→ **Try it**
When you answer, give every record back exactly as written.
Data shown Block Start
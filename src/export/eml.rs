//! Assemble a decrypted message into an RFC 5322 `.eml` document.
//!
//! Built with `lettre`. Envelope headers come from the listing metadata. A
//! message without attachments is a single part; otherwise a
//! `multipart/mixed` body carries the text part followed by the attachments.
//! Header values are encoded by the builder and flattened to one line first.

use std::time::SystemTime;

use chrono::DateTime;
use lettre::address::Envelope;
use lettre::message::header::{ContentType, Header, HeaderName, HeaderValue};
use lettre::message::{Attachment, Mailbox, MultiPart, SinglePart};
use lettre::{Address, Message};
use tracing::warn;

use crate::error::{ExportError, Result};
use crate::model::address::EmailAddress;

use super::decrypt::DecryptedMessage;

const OCTET_STREAM: &str = "application/octet-stream";

type HeaderParseError = Box<dyn std::error::Error + Send + Sync>;

/// `X-Mailstash-Id`: store id of the exported message.
#[derive(Debug, Clone, PartialEq, Eq)]
struct MailstashId(String);

impl Header for MailstashId {
    fn name() -> HeaderName {
        HeaderName::new_from_ascii_str("X-Mailstash-Id")
    }

    fn parse(s: &str) -> std::result::Result<Self, HeaderParseError> {
        Ok(Self(s.to_string()))
    }

    fn display(&self) -> HeaderValue {
        HeaderValue::new(Self::name(), self.0.clone())
    }
}

/// `X-Mailstash-Labels`: comma-separated label ids.
#[derive(Debug, Clone, PartialEq, Eq)]
struct MailstashLabels(String);

impl Header for MailstashLabels {
    fn name() -> HeaderName {
        HeaderName::new_from_ascii_str("X-Mailstash-Labels")
    }

    fn parse(s: &str) -> std::result::Result<Self, HeaderParseError> {
        Ok(Self(s.to_string()))
    }

    fn display(&self) -> HeaderValue {
        HeaderValue::new(Self::name(), self.0.clone())
    }
}

/// Build the full `.eml` bytes for a message.
///
/// Attachments without data are left out; callers assemble only complete
/// messages. Fails with [`ExportError::Assembly`] when the message has no
/// usable sender, which RFC 5322 requires.
pub fn assemble_eml(msg: &DecryptedMessage) -> Result<Vec<u8>> {
    let meta = &msg.metadata;
    let fail = |reason: String| ExportError::Assembly {
        id: meta.id.clone(),
        reason,
    };

    let sender = meta
        .sender
        .as_ref()
        .ok_or_else(|| fail("message has no sender".into()))?;
    let from = mailbox(sender)
        .ok_or_else(|| fail(format!("invalid sender address '{}'", sender.address)))?;
    // Never serialized; lets the builder accept messages without recipients
    let envelope = Envelope::new(Some(from.email.clone()), vec![from.email.clone()])
        .map_err(|e| fail(e.to_string()))?;

    let mut builder = Message::builder()
        .envelope(envelope)
        .keep_bcc()
        .from(from)
        .subject(single_line(&meta.subject))
        .header(MailstashId(meta.id.clone()));
    if let Some(date) = DateTime::from_timestamp(meta.time, 0) {
        builder = builder.date(SystemTime::from(date));
    }
    for to in meta.to.iter().filter_map(|a| recipient(&meta.id, a)) {
        builder = builder.to(to);
    }
    for cc in meta.cc.iter().filter_map(|a| recipient(&meta.id, a)) {
        builder = builder.cc(cc);
    }
    for bcc in meta.bcc.iter().filter_map(|a| recipient(&meta.id, a)) {
        builder = builder.bcc(bcc);
    }
    if !meta.label_ids.is_empty() {
        builder = builder.header(MailstashLabels(single_line(&meta.label_ids.join(","))));
    }

    let body = SinglePart::builder()
        .header(body_type(&msg.mime_type))
        .body(msg.body.clone());
    let attachments: Vec<SinglePart> = msg
        .attachments
        .iter()
        .filter_map(|att| {
            att.data.as_ref().map(|data| {
                Attachment::new(single_line(&att.name))
                    .body(data.clone(), attachment_type(&att.mime_type))
            })
        })
        .collect();

    let message = if attachments.is_empty() {
        builder.singlepart(body)
    } else {
        let mut mixed = MultiPart::mixed().singlepart(body);
        for part in attachments {
            mixed = mixed.singlepart(part);
        }
        builder.multipart(mixed)
    }
    .map_err(|e| fail(e.to_string()))?;

    Ok(message.formatted())
}

fn mailbox(addr: &EmailAddress) -> Option<Mailbox> {
    let email: Address = addr.address.trim().parse().ok()?;
    let name = single_line(addr.display_name.trim());
    Some(Mailbox::new((!name.is_empty()).then_some(name), email))
}

fn recipient(id: &str, addr: &EmailAddress) -> Option<Mailbox> {
    let mailbox = mailbox(addr);
    if mailbox.is_none() {
        warn!(id = %id, address = %addr.address, "Dropping unparsable recipient");
    }
    mailbox
}

/// Header text on one line: control characters become spaces.
fn single_line(value: &str) -> String {
    value
        .chars()
        .map(|c| if c.is_control() { ' ' } else { c })
        .collect()
}

/// Body content type, declared UTF-8 unless the type carries parameters.
fn body_type(mime_type: &str) -> ContentType {
    let full = if mime_type.contains(';') {
        mime_type.to_string()
    } else {
        format!("{mime_type}; charset=utf-8")
    };
    ContentType::parse(&full).unwrap_or(ContentType::TEXT_PLAIN)
}

fn attachment_type(mime_type: &str) -> ContentType {
    ContentType::parse(mime_type)
        .or_else(|_| ContentType::parse(OCTET_STREAM))
        .unwrap_or(ContentType::TEXT_PLAIN)
}

/// Sanitize a string for use in filenames.
///
/// Replaces invalid characters with `_` and truncates to `max_len`.
pub fn sanitize_filename_part(s: &str, max_len: usize) -> String {
    let sanitized: String = s
        .chars()
        .map(|c| {
            if c.is_alphanumeric() || c == '-' || c == '.' || c == '_' || c == '@' {
                c
            } else {
                '_'
            }
        })
        .take(max_len)
        .collect();

    // Never produce "." or ".." as a path component
    if sanitized.is_empty() || sanitized.chars().all(|c| c == '.') {
        "unknown".to_string()
    } else {
        sanitized
    }
}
Data shown Block End
→ **Answer area**
filename src/export/eml.rs
//! Assemble a decrypted message into an RFC 5322 `.eml` document.
//!
//! Built with `lettre`. Envelope headers come from the listing metadata. A
//! message without attachments is a single part; otherwise a
//! `multipart/mixed` body carries the text part followed by the attachments.
//! Header values are encoded by the builder and flattened to one line first.

use std::time::SystemTime;

use chrono::DateTime;
use lettre::address::Envelope;
use lettre::message::header::{ContentType, Header, HeaderName, HeaderValue};
use lettre::message::{Attachment, Mailbox, MultiPart, SinglePart};
use lettre::{Address, Message};
use tracing::warn;

use crate::error::{ExportError, Result};
use crate::model::address::EmailAddress;

use super::decrypt::DecryptedMessage;

const OCTET_STREAM: &str = "application/octet-stream";

type HeaderParseError = Box<dyn std::error::Error + Send + Sync>;

/// `X-Mailstash-Id`: store id of the exported message.
#[derive(Debug, Clone, PartialEq, Eq)]
struct MailstashId(String);

impl Header for MailstashId {
    fn name() -> HeaderName {
        HeaderName::new_from_ascii_str("X-Mailstash-Id")
    }

    fn parse(s: &str) -> std::result::Result<Self, HeaderParseError> {
        Ok(Self(s.to_string()))
    }

    fn display(&self) -> HeaderValue {
        HeaderValue::new(Self::name(), self.0.clone())
    }
}

/// `X-Mailstash-Labels`: comma-separated label ids.
#[derive(Debug, Clone, PartialEq, Eq)]
struct MailstashLabels(String);

impl Header for MailstashLabels {
    fn name() -> HeaderName {
        HeaderName::new_from_ascii_str("X-Mailstash-Labels")
    }

    fn parse(s: &str) -> std::result::Result<Self, HeaderParseError> {
        Ok(Self(s.to_string()))
    }

    fn display(&self) -> HeaderValue {
        HeaderValue::new(Self::name(), self.0.clone())
    }
}

/// Build the full `.eml` bytes for a message.
///
/// Attachments without data are left out; callers assemble only complete
/// messages. Fails with [`ExportError::Assembly`] when the message has no
/// usable sender, which RFC 5322 requires.
pub fn assemble_eml(msg: &DecryptedMessage) -> Result<Vec<u8>> {
    let meta = &msg.metadata;
    let fail = |reason: String| ExportError::Assembly {
        id: meta.id.clone(),
        reason,
    };

    let sender = meta
        .sender
        .as_ref()
        .ok_or_else(|| fail("message has no sender".into()))?;
    let from = mailbox(sender)
        .ok_or_else(|| fail(format!("invalid sender address '{}'", sender.address)))?;
    // Never serialized; lets the builder accept messages without recipients
    let envelope = Envelope::new(Some(from.email.clone()), vec![from.email.clone()])
        .map_err(|e| fail(e.to_string()))?;

    let mut builder = Message::builder()
        .envelope(envelope)
        .keep_bcc()
        .from(from)
        .subject(single_line(&meta.subject))
        .header(MailstashId(meta.id.clone()));
    if let Some(date) = DateTime::from_timestamp(meta.time, 0) {
        builder = builder.date(SystemTime::from(date));
    }
    for to in meta.to.iter().filter_map(|a| recipient(&meta.id, a)) {
        builder = builder.to(to);
    }
    for cc in meta.cc.iter().filter_map(|a| recipient(&meta.id, a)) {
        builder = builder.cc(cc);
    }
    for bcc in meta.bcc.iter().filter_map(|a| recipient(&meta.id, a)) {
        builder = builder.bcc(bcc);
    }
    if !meta.label_ids.is_empty() {
        builder = builder.header(MailstashLabels(single_line(&meta.label_ids.join(","))));
    }

    let body = SinglePart::builder()
        .header(body_type(&msg.mime_type))
        .body(msg.body.clone());
    let attachments: Vec<SinglePart> = msg
        .attachments
        .iter()
        .filter_map(|att| {
            att.data.as_ref().map(|data| {
                Attachment::new(single_line(&att.name))
                    .body(data.clone(), attachment_type(&att.mime_type))
            })
        })
        .collect();

    let message = if attachments.is_empty() {
        builder.singlepart(body)
    } else {
        let mut mixed = MultiPart::mixed().singlepart(body);
        for part in attachments {
            mixed = mixed.singlepart(part);
        }
        builder.multipart(mixed)
    }
    .map_err(|e| fail(e.to_string()))?;

    Ok(message.formatted())
}

fn mailbox(addr: &EmailAddress) -> Option<Mailbox> {
    let email: Address = addr.address.trim().parse().ok()?;
    let name = single_line(addr.display_name.trim());
    Some(Mailbox::new((!name.is_empty()).then_some(name), email))
}

fn recipient(id: &str, addr: &EmailAddress) -> Option<Mailbox> {
    let mailbox = mailbox(addr);
    if mailbox.is_none() {
        warn!(id = %id, address = %addr.address, "Dropping unparsable recipient");
    }
    mailbox
}

/// Header text on one line: control characters become spaces.
fn single_line(value: &str) -> String {
    value
        .chars()
        .map(|c| if c.is_control() { ' ' } else { c })
        .collect()
}

/// Body content type, declared UTF-8 unless the type carries parameters.
fn body_type(mime_type: &str) -> ContentType {
    let full = if mime_type.contains(';') {
        mime_type.to_string()
    } else {
        format!("{mime_type}; charset=utf-8")
    };
    ContentType::parse(&full).unwrap_or(ContentType::TEXT_PLAIN)
}

fn attachment_type(mime_type: &str) -> ContentType {
    ContentType::parse(mime_type)
        .or_else(|_| ContentType::parse(OCTET_STREAM))
        .unwrap_or(ContentType::TEXT_PLAIN)
}

/// Sanitize a string for use in filenames.
///
/// Replaces invalid characters with `_` and truncates to `max_len`.
pub fn sanitize_filename_part(s: &str, max_len: usize) -> String {
    let sanitized: String = s
        .chars()
        .map(|c| {
            if c.is_alphanumeric() || c == '-' || c == '.' || c == '_' || c == '@' {
                c
            } else {
                '_'
            }
        })
        .take(max_len)
        .collect();

    // Never produce "." or ".." as a path component
    if sanitized.is_empty() || sanitized.chars().all(|c| c == '.') {
        "unknown".to_string()
    } else {
        sanitized
    }
}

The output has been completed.